Q Did you ask the accused here, Dave Preclaro why it is considered deductive? A Yes, sir. Q What was his answer if any? A I asked him that my boss is asking me to ask you how come it became deductive when my computation is additive and he told me that I have done so much for your company already and then he picked up cement bag paper bag and computed our alleged profit amounting to One Hundred Sixty Thousand Pesos and then he told me that he used to use some percentage in projects maximum and minimum and in our case he would use a minimum percentage and multiply to 60 and . . . JUSTICE ESCAREAL: Q What is 460? A P460,000.00 and he said take of the butal and get two Hundred Thousand Pesos. JUSTICE BALAJADIA: What is the translation now? WITNESS: A And he said disregard the excess and I will just get the P200,000.00. (Emphasis ours.) PROS. CAOILI: Q What does he mean by that if you know? A I do not know sir. He just said, I will get the P200,000.00 and tell it to your boss. (Emphasis ours.) JUSTICE BALAJADIA: Q What is P200,000.00? A It is Two Hundred Thousand Pesos. PROS. CAOILI: Q What did you answer him when he told you that?

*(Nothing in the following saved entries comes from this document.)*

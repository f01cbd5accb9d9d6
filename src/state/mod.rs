// state module: AppState, initialization, and re-exports of submodules.

use std::sync::Arc;

use parking_lot::RwLock;

use crate::api::ApiClient;
use crate::config::{AppConfig, Preferencias};
use crate::models::{Cliente, Factura, Nota, Perfil, Plantilla, Venta};
use crate::notify::Notifier;

mod store;
mod clientes;
mod ventas;
mod facturas;
mod plantillas;
mod cuenta;

pub use store::{ListStore, Recurso, merge_record};
pub use clientes::*;
pub use ventas::*;
pub use facturas::*;
pub use plantillas::*;
pub use cuenta::*;

impl Recurso for Cliente {
    fn id(&self) -> &str {
        &self.id
    }
}

impl Recurso for Venta {
    fn id(&self) -> &str {
        &self.id
    }
}

impl Recurso for Factura {
    fn id(&self) -> &str {
        &self.id
    }
}

impl Recurso for Plantilla {
    fn id(&self) -> &str {
        &self.id
    }
}

impl Recurso for Nota {
    fn id(&self) -> &str {
        &self.id
    }
}

/// App-wide state handed to every page controller. Cloning is cheap; all
/// shared pieces sit behind Arcs so tests can build isolated instances.
#[derive(Clone)]
pub struct AppState {
    pub config: AppConfig,
    pub api: ApiClient,
    pub notifier: Notifier,
    pub perfil: Arc<RwLock<Option<Perfil>>>,
    pub preferencias: Arc<RwLock<Preferencias>>,
    pub clientes: ListStore<Cliente>,
    pub ventas: ListStore<Venta>,
    pub facturas: ListStore<Factura>,
    /// Soft-deleted invoices, shown in the separate trash view.
    pub papelera: ListStore<Factura>,
    pub plantillas: ListStore<Plantilla>,
    /// Notes of the client currently open; reloaded per client.
    pub notas: ListStore<Nota>,
}

pub fn init_state(config: AppConfig) -> AppState {
    let api = ApiClient::new(&config.api_base_url);
    let preferencias = Preferencias::cargar(&config.prefs_file);

    AppState {
        api,
        notifier: Notifier::new(),
        perfil: Arc::new(RwLock::new(None)),
        preferencias: Arc::new(RwLock::new(preferencias)),
        clientes: ListStore::new(),
        ventas: ListStore::new(),
        facturas: ListStore::new(),
        papelera: ListStore::new(),
        plantillas: ListStore::new(),
        notas: ListStore::new(),
        config,
    }
}

impl AppState {
    pub fn sesion_activa(&self) -> bool {
        self.perfil.read().is_some()
    }

    /// Flips the theme and persists the preference; a write failure keeps
    /// the in-memory flag so the UI still follows the toggle.
    pub fn alternar_tema(&self) -> bool {
        let mut prefs = self.preferencias.write();
        prefs.tema_oscuro = !prefs.tema_oscuro;
        if let Err(err) = prefs.guardar(&self.config.prefs_file) {
            tracing::warn!("no se pudo guardar preferencias: {err:#}");
        }
        prefs.tema_oscuro
    }
}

A He told me to forget the deductive and electrical and after that I told my boss what he told me. Q Who is your boss? A Santa Maria Sr. Q What was the reaction of your boss when you relayed the message to Mr. Preclaro? A The next day he told me to ask Dave where and when to pick up the money so the next day I asked Dave "Where do you intend to get the money, the Boss wanted to know." Q What was the answer of Dave? A And he told me, Wendy's Restaurant at 3:00 o'clock. Q When? A June 6 Wednesday. Q When he told you that did you comply with June 6 appointment? A I told my boss what he told me again that the meeting will take place at Wendy's Restaurant corner Edsa and Camias Street at around 8:00 o'clock p.m. June 6, Wednesday. Q What did your boss tell you? A The next day he told me to ask Dave. Q What did your boss tell you? A My boss told me to ask Dave to postpone the meeting on June 6 to be postponed on June 8 at the same place and same time because my boss is having financial problem. Q Did you relay the postponement to Dave Preclaro? A Yes sir. I told what my boss told me. Q What was his reaction? A Dave told me "O.K. lang with me" because we are not in a hurry. Any way we are the ones to sign the acceptance papers and my boss instructed me that on Friday to ask Dave to bring along the result of the punch list and if possible also to bring along the acceptance papers to be signed by Dave, Lydia Mejia and Dr. Lirag the director.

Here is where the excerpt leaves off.